It's about as official as can be: in the words of an Associated Press end-of-year story, "Events in the Mideast shaped much of how we [Americans] viewed 2006."
As voted by AP members, only one of the top 10 news stories of 2006 (#5, Congressional scandals) had nothing to do with the Middle East. Five of them were entirely Middle Eastern or Muslim in content (#1 Iraq; #6 Saddam Hussein convicted and executed, #7 the still-unnamed Lebanon war during the summer, #9 the London airliner plot, #10 the disaster in Darfur). Four of them were in substantial part Middle Eastern or Muslim (#2 the U.S. elections, #3 nuclear standoffs with North Korea and Iran, #4 illegal immigration, #7 Donald Rumsfeld resigns as secretary of defense).
Comments: (1) This domination of the news is not a sudden thing but has been building over decades; though less dramatic the case, I recall the Middle East having an outsized media presence when I entered the field in 1969 – and that was before several Arab-Israeli wars, the 1973-74 oil crisis the Iranian revolution, the Kuwait war, and other mega-events.
As this "New Yorker" cartoon from 1997 suggests, Middle Eastern and Islamic issues were high profile even before 9/11. |
(2) This prominence does not mean that the Middle East and Muslims are more important than other regions and peoples, but that they are more in ferment.
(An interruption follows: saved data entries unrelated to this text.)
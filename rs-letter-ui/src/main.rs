use std::time::Duration;

use eframe::{egui, Frame};
use egui::Context;

use reqwest::blocking::Client;
use reqwest::Result;

/// REST context holding a reusable blocking HTTP client.
struct RESTContext {
    client: Client,
}

impl RESTContext {
    /// Creates a new REST context with a timeout.
    ///
    /// Training can take a while, so the timeout is generous.
    fn new() -> Result<Self> {
        let client = Client::builder()
            .timeout(Duration::new(120, 0))
            .build()?;
        Ok(Self { client })
    }

    /// Sends a GET request to `/v1/generate` with query parameters.
    fn get_generated(&self, params: &[(String, String)]) -> Result<String> {
        let response = self.client
            .get("http://127.0.0.1:5000/v1/generate")
            .query(params)
            .send()?
            .error_for_status()?;

        Ok(response.text()?)
    }

    /// Sends a GET request to `/v1/corpora`.
    fn get_corpora(&self) -> Result<String> {
        let response = self.client
            .get("http://127.0.0.1:5000/v1/corpora")
            .send()?
            .error_for_status()?;

        Ok(response.text()?)
    }

    /// Sends a PUT request to `/v1/train` for a named corpus.
    fn put_train(&self, corpus: &str) -> Result<String> {
        let response = self.client
            .put("http://127.0.0.1:5000/v1/train")
            .query(&[("corpus", corpus)])
            .send()?
            .error_for_status()?;

        Ok(response.text()?)
    }
}

/// Global UI state (MUST persist between frames in egui).
struct LetterUI {
    rest: RESTContext,
    last_letter: Option<String>,
    status: Option<String>,

    available_corpora: Vec<String>,
    selected_corpus: String,

    recipient: String,
    sender: String,
    purpose: String,
    length: usize,
    temperature: f32,
}

impl LetterUI {
    /// Initializes the UI with sane defaults.
    fn new() -> Result<Self> {
        let mut ui = Self {
            rest: RESTContext::new()?,
            last_letter: None,
            status: None,

            available_corpora: Vec::new(),
            selected_corpus: String::new(),

            recipient: String::new(),
            sender: String::new(),
            purpose: String::new(),
            length: 300,
            temperature: 0.5,
        };
        ui.get_corpora();
        Ok(ui)
    }

    /// Builds the query parameters for the generate endpoint.
    fn build_query(&self) -> Vec<(String, String)> {
        vec![
            ("length".into(), self.length.to_string()),
            ("temperature".into(), self.temperature.to_string()),
            ("recipient".into(), self.recipient.clone()),
            ("sender".into(), self.sender.clone()),
            ("purpose".into(), self.purpose.clone()),
        ]
    }

    /// Performs the generation request.
    fn get_generated(&mut self) {
        let params = self.build_query();
        match self.rest.get_generated(&params) {
            Ok(letter) => self.last_letter = Some(letter),
            Err(e) => self.last_letter = Some(format!("Error: {e}")),
        }
    }

    /// Performs the corpora listing request.
    fn get_corpora(&mut self) {
        match self.rest.get_corpora() {
            Ok(list) => {
                self.available_corpora = list
                    .split('\n')
                    .map(|s| s.trim().to_owned())
                    .filter(|s| !s.is_empty())
                    .collect();
                if self.selected_corpus.is_empty() {
                    if let Some(first) = self.available_corpora.first() {
                        self.selected_corpus = first.clone();
                    }
                }
            }
            Err(e) => self.status = Some(format!("Error: {e}")),
        }
    }

    /// Performs the training request.
    fn put_train(&mut self) {
        let corpus = self.selected_corpus.clone();
        match self.rest.put_train(&corpus) {
            Ok(message) => self.status = Some(message),
            Err(e) => self.status = Some(format!("Error: {e}")),
        }
    }
}

impl eframe::App for LetterUI {
    /// UI update loop (called every frame).
    fn update(&mut self, ctx: &Context, _: &mut Frame) {
        egui::CentralPanel::default().show(ctx, |ui| {

            egui::Grid::new("letter_grid")
                .num_columns(2)
                .spacing([20.0, 6.0])
                .striped(true)
                .show(ui, |ui| {

                    // Corpus selection + training
                    ui.label("Corpus");
                    egui::ComboBox::from_id_salt("corpus_select")
                        .selected_text(&self.selected_corpus)
                        .show_ui(ui, |ui| {
                            for corpus in &self.available_corpora {
                                ui.selectable_value(&mut self.selected_corpus, corpus.clone(), corpus);
                            }
                        });
                    ui.end_row();

                    ui.label("");
                    ui.horizontal(|ui| {
                        if ui.button("Train").clicked() {
                            self.put_train();
                        }
                        if ui.button("Refresh corpora").clicked() {
                            self.get_corpora();
                        }
                    });
                    ui.end_row();

                    if let Some(status) = &self.status {
                        ui.label("Status");
                        ui.label(status);
                        ui.end_row();
                    }

                    ui.separator();
                    ui.end_row();

                    // Letter fields
                    ui.label("Recipient");
                    ui.text_edit_singleline(&mut self.recipient);
                    ui.end_row();

                    ui.label("Sender");
                    ui.text_edit_singleline(&mut self.sender);
                    ui.end_row();

                    ui.label("Purpose");
                    ui.text_edit_singleline(&mut self.purpose);
                    ui.end_row();

                    ui.label("Length");
                    ui.add(
                        egui::DragValue::new(&mut self.length)
                            .range(0..=2000)
                            .speed(10),
                    );
                    ui.end_row();

                    ui.label("Temperature");
                    ui.add(
                        egui::DragValue::new(&mut self.temperature)
                            .range(0.01..=2.0)
                            .speed(0.01),
                    );
                    ui.end_row();

                    ui.separator();
                    ui.end_row();

                    // Generate button
                    if ui
                        .add_sized([200.0, 40.0], egui::Button::new("Generate"))
                        .clicked()
                    {
                        self.get_generated();
                    }
                    ui.end_row();
                });

            // Output
            egui::ScrollArea::vertical().show(ui, |ui| {
                if let Some(letter) = &self.last_letter {
                    ui.label(letter);
                } else {
                    ui.label("Click Generate to start");
                }
            });
        });
    }
}

/// Application entry point.
fn main() -> eframe::Result {
    env_logger::init();

    let options = eframe::NativeOptions {
        viewport: egui::ViewportBuilder::default()
            .with_inner_size([520.0, 640.0])
            .with_resizable(true),
        ..Default::default()
    };

    eframe::run_native(
        "rs-letter",
        options,
        Box::new(|_| Ok(Box::new(LetterUI::new()?))),
    )
}
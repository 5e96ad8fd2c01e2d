use rand::Rng;

use crate::error::{LetterGenError, Result};

/// Draws an index from a probability vector reshaped by temperature.
///
/// # Behavior
/// - Moves to log space, divides by `temperature`, exponentiates and
///   renormalizes (max subtraction keeps the exponentials in range)
/// - Draws once from the resulting multinomial with a cumulative
///   subtraction scan
///
/// Low temperatures sharpen the distribution toward its argmax, high
/// temperatures flatten it toward uniform.
///
/// # Errors
/// - `InvalidTemperature` when `temperature <= 0`
/// - `InvalidDistribution` when `probs` is empty or contains a
///   non-positive or non-finite entry
pub fn sample_index(probs: &[f32], temperature: f64, rng: &mut impl Rng) -> Result<usize> {
	if temperature <= 0.0 {
		return Err(LetterGenError::InvalidTemperature(temperature));
	}
	if probs.is_empty() {
		return Err(LetterGenError::InvalidDistribution { index: 0, value: 0.0 });
	}

	let mut log_probs = Vec::with_capacity(probs.len());
	for (index, p) in probs.iter().enumerate() {
		let p = *p as f64;
		if !p.is_finite() || p <= 0.0 {
			return Err(LetterGenError::InvalidDistribution { index, value: p });
		}
		log_probs.push(p.ln() / temperature);
	}

	// Max subtraction before exponentiation
	let max = log_probs.iter().copied().fold(f64::NEG_INFINITY, f64::max);
	let reshaped: Vec<f64> = log_probs.iter().map(|l| (l - max).exp()).collect();
	let total: f64 = reshaped.iter().sum();

	let mut r = rng.random::<f64>() * total;
	for (index, weight) in reshaped.iter().enumerate() {
		if r < *weight {
			return Ok(index);
		}
		r -= weight;
	}

	// Rounding can push `r` past the last bucket. Should not happen
	// otherwise.
	Ok(reshaped.len() - 1)
}

#[cfg(test)]
mod tests {
	use super::*;
	use rand::rngs::StdRng;
	use rand::SeedableRng;

	#[test]
	fn index_stays_in_range() {
		let probs = [0.1, 0.2, 0.3, 0.4];
		let mut rng = StdRng::seed_from_u64(11);
		for _ in 0..200 {
			let index = sample_index(&probs, 1.0, &mut rng).unwrap();
			assert!(index < probs.len());
		}
	}

	#[test]
	fn low_temperature_converges_to_argmax() {
		let probs = [0.05, 0.8, 0.1, 0.05];
		let mut rng = StdRng::seed_from_u64(11);
		for _ in 0..100 {
			assert_eq!(sample_index(&probs, 1e-3, &mut rng).unwrap(), 1);
		}
	}

	#[test]
	fn high_temperature_reaches_unlikely_indices() {
		let probs = [0.96, 0.02, 0.01, 0.01];
		let mut rng = StdRng::seed_from_u64(11);
		let mut seen = [false; 4];
		for _ in 0..2000 {
			seen[sample_index(&probs, 10.0, &mut rng).unwrap()] = true;
		}
		assert!(seen.iter().all(|s| *s));
	}

	#[test]
	fn rejects_non_positive_temperature() {
		let mut rng = StdRng::seed_from_u64(11);
		assert_eq!(
			sample_index(&[0.5, 0.5], 0.0, &mut rng).unwrap_err(),
			LetterGenError::InvalidTemperature(0.0)
		);
		assert_eq!(
			sample_index(&[0.5, 0.5], -1.0, &mut rng).unwrap_err(),
			LetterGenError::InvalidTemperature(-1.0)
		);
	}

	#[test]
	fn rejects_zero_probability_entries() {
		let mut rng = StdRng::seed_from_u64(11);
		assert_eq!(
			sample_index(&[0.5, 0.0, 0.5], 1.0, &mut rng).unwrap_err(),
			LetterGenError::InvalidDistribution { index: 1, value: 0.0 }
		);
	}

	#[test]
	fn rejects_empty_distribution() {
		let mut rng = StdRng::seed_from_u64(11);
		assert!(sample_index(&[], 1.0, &mut rng).is_err());
	}

	#[test]
	fn seeded_rng_reproduces_draws() {
		let probs = [0.25, 0.25, 0.25, 0.25];
		let draws = |seed: u64| -> Vec<usize> {
			let mut rng = StdRng::seed_from_u64(seed);
			(0..50)
				.map(|_| sample_index(&probs, 0.7, &mut rng).unwrap())
				.collect()
		};
		assert_eq!(draws(42), draws(42));
	}
}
Little breaking news came out of the Soviet Union in its time or China today, but endless twists and turns take place in – and are reported prominently from – Gaza or Iraq. (December 31, 2006)
Sep. 6, 2010 update: Another indication, this in the White House, as reported by New York Times columnist Roger Cohen:
I was in the White House a few weeks back for a pleasant chat with Denis McDonough, the National Security Council chief of staff, and was struck by the red digital clock on his wall showing times in critical spots around the globe. … McDonough's list begins with Washington and Potus (the President of the United States), followed by … Kabul, Baghdad, the Yemeni capital of Sana, Jerusalem and Tehran.